Однажды позвонили мне из райкома и велели выделить комсомольцев для наведения порядка на железнодорожных путях на станции Серпухов. В помощь железнодорожной милиции, кажется. Зимой было дело. Ну, я и сказал представителю райкома, что думаю про охрану научными сотрудниками товарных вагонов на станции Серпухов. И спросил не… ли они там? Зря спросил. Отказал бы молча. Оно и обошлось бы. Среди прочего оказалось, что я устроил антисоветскую провокацию.

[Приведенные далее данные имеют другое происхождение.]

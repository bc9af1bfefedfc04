//! Rule configuration shared by the engine and its tooling.
//!
//! Every section carries `#[serde(default)]` so a config file written by an
//! older build (or hand-edited with missing keys) still loads with sane values.

use serde::{Deserialize, Serialize};

/// Identifier of a map marker glyph.
pub type IconId = u32;

/// Current configuration schema version.
///
/// Version 5 moved the gathering icons to the mining/quarrying and
/// logging/harvesting glyphs. Older files get their icons reset on load.
pub const CONFIG_VERSION: u32 = 5;

pub const DEFAULT_HUNT_ICON: IconId = 60434;
pub const DEFAULT_MINING_PRIMARY_ICON: IconId = 60438;
pub const DEFAULT_MINING_SECONDARY_ICON: IconId = 60437;
pub const DEFAULT_BOTANY_PRIMARY_ICON: IconId = 60433;
pub const DEFAULT_BOTANY_SECONDARY_ICON: IconId = 60432;

fn default_true() -> bool {
    true
}

/// Top-level user configuration for both map overlays
#[derive(Debug, Clone, PartialEq, Eq, Serialize, Deserialize)]
#[serde(default)]
pub struct RuleConfiguration {
    /// Schema version, see [`CONFIG_VERSION`]
    pub version: u32,
    pub gather_map: GatherMapConfig,
    pub mob_hunt: MobHuntConfig,
}

impl Default for RuleConfiguration {
    fn default() -> Self {
        Self {
            version: CONFIG_VERSION,
            gather_map: GatherMapConfig::default(),
            mob_hunt: MobHuntConfig::default(),
        }
    }
}

impl RuleConfiguration {
    /// Bring an older configuration up to [`CONFIG_VERSION`].
    ///
    /// Returns `true` if anything changed and the file should be saved again.
    pub fn migrate(&mut self) -> bool {
        if self.version >= CONFIG_VERSION {
            return false;
        }
        self.gather_map.icons.reset();
        self.version = CONFIG_VERSION;
        true
    }
}

/// Gathering node overlay settings
#[derive(Debug, Clone, PartialEq, Eq, Serialize, Deserialize)]
#[serde(default)]
pub struct GatherMapConfig {
    #[serde(default = "default_true")]
    pub enabled: bool,
    pub icons: GatherIcons,
}

impl Default for GatherMapConfig {
    fn default() -> Self {
        Self {
            enabled: true,
            icons: GatherIcons::default(),
        }
    }
}

/// Marker icons for the four gathering node variants
#[derive(Debug, Clone, Copy, PartialEq, Eq, Serialize, Deserialize)]
#[serde(default)]
pub struct GatherIcons {
    /// Mining (pickaxe) nodes
    pub mining_primary: IconId,
    /// Quarrying (sledgehammer) nodes
    pub mining_secondary: IconId,
    /// Logging (hatchet) nodes
    pub botany_primary: IconId,
    /// Harvesting (sickle) nodes
    pub botany_secondary: IconId,
}

impl Default for GatherIcons {
    fn default() -> Self {
        Self {
            mining_primary: DEFAULT_MINING_PRIMARY_ICON,
            mining_secondary: DEFAULT_MINING_SECONDARY_ICON,
            botany_primary: DEFAULT_BOTANY_PRIMARY_ICON,
            botany_secondary: DEFAULT_BOTANY_SECONDARY_ICON,
        }
    }
}

impl GatherIcons {
    /// Restore the default glyphs
    pub fn reset(&mut self) {
        *self = Self::default();
    }
}

/// Hunt target overlay settings
#[derive(Debug, Clone, PartialEq, Eq, Serialize, Deserialize)]
#[serde(default)]
pub struct MobHuntConfig {
    #[serde(default = "default_true")]
    pub enabled: bool,
    pub marker_icon_id: IconId,
}

impl Default for MobHuntConfig {
    fn default() -> Self {
        Self {
            enabled: true,
            marker_icon_id: DEFAULT_HUNT_ICON,
        }
    }
}

impl MobHuntConfig {
    pub fn reset_icon(&mut self) {
        self.marker_icon_id = DEFAULT_HUNT_ICON;
    }
}
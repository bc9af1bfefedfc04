//! Host-facing facade owning both map overlays
//!
//! The gathering and hunt overlays are independent: each has its own throttle
//! and enablement state. They do share the host's marker list, so whichever
//! refreshed last owns what is shown.

use std::sync::Arc;
use std::time::Duration;

use serde::Serialize;

use crate::events::{AREA_MAP_SURFACE, MAP_VIEW_EVENTS, SubscriptionId, TriggerContext, ViewEvent, ViewEvents};
use crate::gathering::{GatherSelector, GatheringPointTable};
use crate::hunt::{HuntSelector, MobLocationDataset};
use crate::overlay::{MarkerOverlay, OverlayState, RefreshOutcome};
use crate::sink::MarkerSink;
use crate::throttle::UPDATE_INTERVAL;

#[derive(Debug, Clone, Copy, PartialEq, Eq, Hash, Serialize)]
#[serde(rename_all = "snake_case")]
pub enum OverlayKind {
    GatherMap,
    MobHunt,
}

impl OverlayKind {
    pub const ALL: [OverlayKind; 2] = [OverlayKind::GatherMap, OverlayKind::MobHunt];
}

#[derive(Debug)]
pub struct MarkerEngine {
    gather: MarkerOverlay<GatherSelector>,
    hunt: MarkerOverlay<HuntSelector>,
    subscriptions: Vec<(SubscriptionId, OverlayKind)>,
}

impl MarkerEngine {
    /// Create the engine from the static data the host loaded at startup.
    /// Either source may be missing; its overlay then stays silent.
    pub fn new(
        gathering_points: Option<Arc<GatheringPointTable>>,
        mob_locations: Option<Arc<MobLocationDataset>>,
    ) -> Self {
        Self::with_interval(gathering_points, mob_locations, UPDATE_INTERVAL)
    }

    pub fn with_interval(
        gathering_points: Option<Arc<GatheringPointTable>>,
        mob_locations: Option<Arc<MobLocationDataset>>,
        interval: Duration,
    ) -> Self {
        Self {
            gather: MarkerOverlay::with_interval(GatherSelector::new(gathering_points), interval),
            hunt: MarkerOverlay::with_interval(HuntSelector::new(mob_locations), interval),
            subscriptions: Vec::new(),
        }
    }

    /// Subscribe both overlays to the map view. Does nothing if already attached.
    pub fn attach(&mut self, events: &mut dyn ViewEvents) {
        if self.is_attached() {
            return;
        }
        for kind in OverlayKind::ALL {
            let id = events.subscribe(AREA_MAP_SURFACE, &MAP_VIEW_EVENTS);
            self.subscriptions.push((id, kind));
        }
        tracing::info!("Map marker overlays attached");
    }

    /// Drop every subscription handed out by `attach`
    pub fn detach(&mut self, events: &mut dyn ViewEvents) {
        for (id, kind) in self.subscriptions.drain(..) {
            if !events.unsubscribe(id) {
                tracing::warn!(?kind, id = id.raw(), "Subscription was already gone");
            }
        }
    }

    pub fn is_attached(&self) -> bool {
        !self.subscriptions.is_empty()
    }

    /// Which overlay a subscription handle belongs to
    pub fn overlay_for(&self, id: SubscriptionId) -> Option<OverlayKind> {
        self.subscriptions
            .iter()
            .find(|(sub, _)| *sub == id)
            .map(|&(_, kind)| kind)
    }

    /// Host callback for a subscribed event. `None` for unknown handles.
    pub fn on_view_event(
        &mut self,
        id: SubscriptionId,
        event: ViewEvent,
        ctx: &TriggerContext<'_>,
        sink: &mut dyn MarkerSink,
    ) -> Option<RefreshOutcome> {
        let kind = self.overlay_for(id)?;
        Some(self.trigger(kind, event, ctx, sink))
    }

    /// Run one overlay's refresh directly
    pub fn trigger(
        &mut self,
        kind: OverlayKind,
        event: ViewEvent,
        ctx: &TriggerContext<'_>,
        sink: &mut dyn MarkerSink,
    ) -> RefreshOutcome {
        match kind {
            OverlayKind::GatherMap => self.gather.handle_trigger(event, ctx, sink),
            OverlayKind::MobHunt => self.hunt.handle_trigger(event, ctx, sink),
        }
    }

    pub fn state(&self, kind: OverlayKind) -> OverlayState {
        match kind {
            OverlayKind::GatherMap => self.gather.state(),
            OverlayKind::MobHunt => self.hunt.state(),
        }
    }
}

Приезжал к нам в гости замечательный ученый Роберт Брюс Меррифилд. Лауреат Нобелевской премии. Он придумал метод твердофазного синтеза пептидов. Сейчас не буду объяснять что это, но можете мне поверить, что очень красиво и замечательно. Взял я резиновую перчатку, надул ее гелием, разукрасил разноцветными фломастерами и написал добро пожаловать. Вот это и была провокация. Потому как Меррифилд мог бы, вернувшись домой, в Штаты, сказать, что в Советском Союзе встретили его сами знаете как… Это уже говорил наш ученый секретарь на комсомольском собрании, когда меня стали исключать из комсомола по совокупности. Комсомольцы мои сказали, что возьмут меня на поруки. Дело ушло в высшие инстанции и тут комсомол приказал долго жить. Так и лежит у меня в ящике стола комсомольский билет.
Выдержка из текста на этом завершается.